146. Deputy Micheál Martin asked the Minister for Finance if he or his officials have met recently with a group (details supplied); and if he will make a statement on the matter. [37806/17]

View answer

Micheál Martin

Question:

147. Deputy Micheál Martin asked the Minister for Finance if he has reviewed a Bill (details supplied) published by a group as a proposed solution to the housing crisis; and if he will make a statement on the matter. [37807/17]

View answer

Written answers

I propose to take Questions Nos. 146 and 147 together.
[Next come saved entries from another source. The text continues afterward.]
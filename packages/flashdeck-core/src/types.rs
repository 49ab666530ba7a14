use serde::{Deserialize, Serialize};
use std::fmt;

/// Level assigned when a row carries no usable level.
pub const DEFAULT_LEVEL: i64 = 3;
pub const MIN_LEVEL: i64 = 1;
pub const MAX_LEVEL: i64 = 5;

/// All levels a user can filter on or assign.
pub const ALL_LEVELS: [i64; 5] = [1, 2, 3, 4, 5];

pub fn is_valid_level(level: i64) -> bool {
    (MIN_LEVEL..=MAX_LEVEL).contains(&level)
}

/// One study item.
///
/// `id` is positional: it always equals `position + 1` after a structural
/// mutation and must not be used as a key across mutations.
#[derive(Debug, Clone, PartialEq, Eq, Serialize, Deserialize)]
pub struct Card {
    pub id: usize,
    pub front: String,
    pub back: String,
    pub level: i64,
}

impl Card {
    pub fn new(id: usize, front: impl Into<String>, back: impl Into<String>, level: i64) -> Self {
        Self {
            id,
            front: front.into(),
            back: back.into(),
            level,
        }
    }

    /// Wire form sent to the remote store: `[front, back, level]`.
    pub fn to_row(&self) -> SheetRow {
        SheetRow(self.front.clone(), self.back.clone(), self.level)
    }
}

/// Serialized card as written back to the spreadsheet.
#[derive(Debug, Clone, PartialEq, Eq, Serialize, Deserialize)]
pub struct SheetRow(pub String, pub String, pub i64);

/// Reassign `id = position + 1` for every card.
pub fn renumber(cards: &mut [Card]) {
    for (i, card) in cards.iter_mut().enumerate() {
        card.id = i + 1;
    }
}

/// Stable identifier of one sheet in the catalog ("0".."4" by default).
#[derive(Debug, Clone, PartialEq, Eq, Hash, PartialOrd, Ord, Serialize, Deserialize)]
#[serde(transparent)]
pub struct SheetKey(pub String);

impl SheetKey {
    pub fn new(key: impl Into<String>) -> Self {
        Self(key.into())
    }

    pub fn as_str(&self) -> &str {
        &self.0
    }
}

impl fmt::Display for SheetKey {
    fn fmt(&self, f: &mut fmt::Formatter<'_>) -> fmt::Result {
        f.write_str(&self.0)
    }
}

impl From<&str> for SheetKey {
    fn from(s: &str) -> Self {
        Self(s.to_string())
    }
}

/// Answer to a destructive-operation prompt.
#[derive(Debug, Clone, Copy, PartialEq, Eq)]
pub enum Confirmation {
    Accepted,
    Declined,
}

impl Confirmation {
    pub fn from_answer(answer: &str) -> Self {
        match answer.trim().to_lowercase().as_str() {
            "y" | "yes" => Confirmation::Accepted,
            _ => Confirmation::Declined,
        }
    }
}

#[derive(Debug, Clone, Copy, PartialEq, Eq, Serialize)]
#[serde(rename_all = "lowercase")]
pub enum NoticeLevel {
    Info,
    Warning,
    Error,
}

/// User-facing message produced at the sync/edit boundary.
#[derive(Debug, Clone, PartialEq, Eq, Serialize)]
pub struct Notice {
    pub level: NoticeLevel,
    pub message: String,
}

impl Notice {
    pub fn info(message: impl Into<String>) -> Self {
        Self {
            level: NoticeLevel::Info,
            message: message.into(),
        }
    }

    pub fn warning(message: impl Into<String>) -> Self {
        Self {
            level: NoticeLevel::Warning,
            message: message.into(),
        }
    }

    pub fn error(message: impl Into<String>) -> Self {
        Self {
            level: NoticeLevel::Error,
            message: message.into(),
        }
    }
}

impl fmt::Display for Notice {
    fn fmt(&self, f: &mut fmt::Formatter<'_>) -> fmt::Result {
        match self.level {
            NoticeLevel::Info => write!(f, "{}", self.message),
            NoticeLevel::Warning => write!(f, "warning: {}", self.message),
            NoticeLevel::Error => write!(f, "error: {}", self.message),
        }
    }
}

#[cfg(test)]
mod tests {
    use super::*;

    #[test]
    fn test_renumber_positions() {
        let mut cards = vec![
            Card::new(7, "a", "b", 1),
            Card::new(3, "c", "d", 2),
            Card::new(3, "e", "f", 3),
        ];
        renumber(&mut cards);
        let ids: Vec<usize> = cards.iter().map(|c| c.id).collect();
        assert_eq!(ids, vec![1, 2, 3]);
    }

    #[test]
    fn test_card_row_serializes_as_tuple() {
        let row = Card::new(1, "hello", "world", 4).to_row();
        let json = serde_json::to_string(&row).unwrap();
        assert_eq!(json, r#"["hello","world",4]"#);
    }

    #[test]
    fn test_confirmation_answers() {
        assert_eq!(Confirmation::from_answer("y"), Confirmation::Accepted);
        assert_eq!(Confirmation::from_answer(" YES "), Confirmation::Accepted);
        assert_eq!(Confirmation::from_answer(""), Confirmation::Declined);
        assert_eq!(Confirmation::from_answer("nope"), Confirmation::Declined);
    }
}
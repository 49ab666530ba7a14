/// Contract with the remote sheet service.
///
/// The service exposes two calls:
///   fetch: GET  ?id=<sheet>            -> `[[front, back, level?], ...]` or `{ "data": [...] }`
///   save:  POST { "id": sheet, "data": [[front, back, level], ...] } -> `{ "status": "..." }`
///
/// Transport lives in the backend; this module only defines the trait,
/// the wire types and the body parsing rules.
use std::future::Future;

use serde::{Deserialize, Serialize};
use serde_json::Value;

use crate::types::SheetRow;

#[derive(Debug, thiserror::Error)]
pub enum RemoteError {
    #[error("Request failed: {0}")]
    Transport(String),

    #[error("Server returned HTTP {status}")]
    HttpStatus { status: u16 },

    #[error("Unexpected response body: {0}")]
    Malformed(String),
}

/// Body of a save request.
#[derive(Debug, Clone, Serialize)]
pub struct SaveRequest<'a> {
    pub id: &'a str,
    pub data: &'a [SheetRow],
}

/// Acknowledgement returned by a save. Whether `status` means success is
/// decided by the sync settings, not here.
#[derive(Debug, Clone, PartialEq, Eq, Serialize, Deserialize)]
pub struct SaveAck {
    pub status: String,
}

/// Remote sheet store. Implemented over HTTP by the backend and by fakes in tests.
pub trait SheetRemote: Send + Sync {
    /// Raw rows of `sheet`, not yet normalized.
    fn fetch_sheet(&self, sheet: &str) -> impl Future<Output = Result<Vec<Value>, RemoteError>> + Send;

    fn save_sheet(
        &self,
        sheet: &str,
        rows: &[SheetRow],
    ) -> impl Future<Output = Result<SaveAck, RemoteError>> + Send;
}

/// Extract the row list from a fetch response: either a bare array or an
/// object with a `data` array.
pub fn parse_fetch_body(body: Value) -> Result<Vec<Value>, RemoteError> {
    match body {
        Value::Array(rows) => Ok(rows),
        Value::Object(mut map) => match map.remove("data") {
            Some(Value::Array(rows)) => Ok(rows),
            Some(other) => Err(RemoteError::Malformed(format!(
                "`data` is not an array: {}",
                truncate(&other.to_string())
            ))),
            None => Err(RemoteError::Malformed("object without `data` field".to_string())),
        },
        other => Err(RemoteError::Malformed(truncate(&other.to_string()))),
    }
}

/// Read a save acknowledgement from the raw response text. JSON objects
/// carry a `status` field; anything else is taken as a plain-text status.
pub fn parse_save_ack(text: &str) -> SaveAck {
    let status = match serde_json::from_str::<Value>(text) {
        Ok(Value::Object(map)) => match map.get("status") {
            Some(Value::String(s)) => s.clone(),
            Some(other) => other.to_string(),
            None => String::new(),
        },
        Ok(Value::String(s)) => s,
        _ => text.trim().to_string(),
    };
    SaveAck { status }
}

fn truncate(s: &str) -> String {
    const MAX: usize = 120;
    if s.chars().count() <= MAX {
        s.to_string()
    } else {
        let head: String = s.chars().take(MAX).collect();
        format!("{}...", head)
    }
}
As the Deputy is aware, the National Housing Co-operative Bill 2017 has been initiated in Seanad Éireann and the Bill has also been the subject of consideration by the Oireachtas Committee on Finance, Public Expenditure and Reform and Taoiseach.  When I appeared before the Committee on 6 July last in advance of the upcoming July ECOFIN meeting, I was happy to facilitate a request from the Committee Chairman for Department officials to meet with the Right2Homes group who developed the Bill.  That meeting subsequently took place on 21 July 2017, with Deputy McGuinness and some of the members of the Right2Homes group in attendance.  There was a constructive and useful exchange of views at the meeting but it was also clearly indicated that overall Government position on the Bill was that as set out during the Seanad Second Stage debate.

European Council Meetings

Questions (148)

Micheál Martin

Question:

148. Deputy Micheál Martin asked the Minister for Finance if he will report on the most recent meeting of ECOFIN; and if he will make a statement on the matter. [37808/17]

View answer

Written answers

The last ECOFIN Council that I attended took place on 11 July 2017 in Brussels.  It was the first Council of the Estonian Presidency.  The main items discussed are as follows.

Legislative deliberations

Ministers were debriefed on the state of play on the current legislative proposals in the field of financial services.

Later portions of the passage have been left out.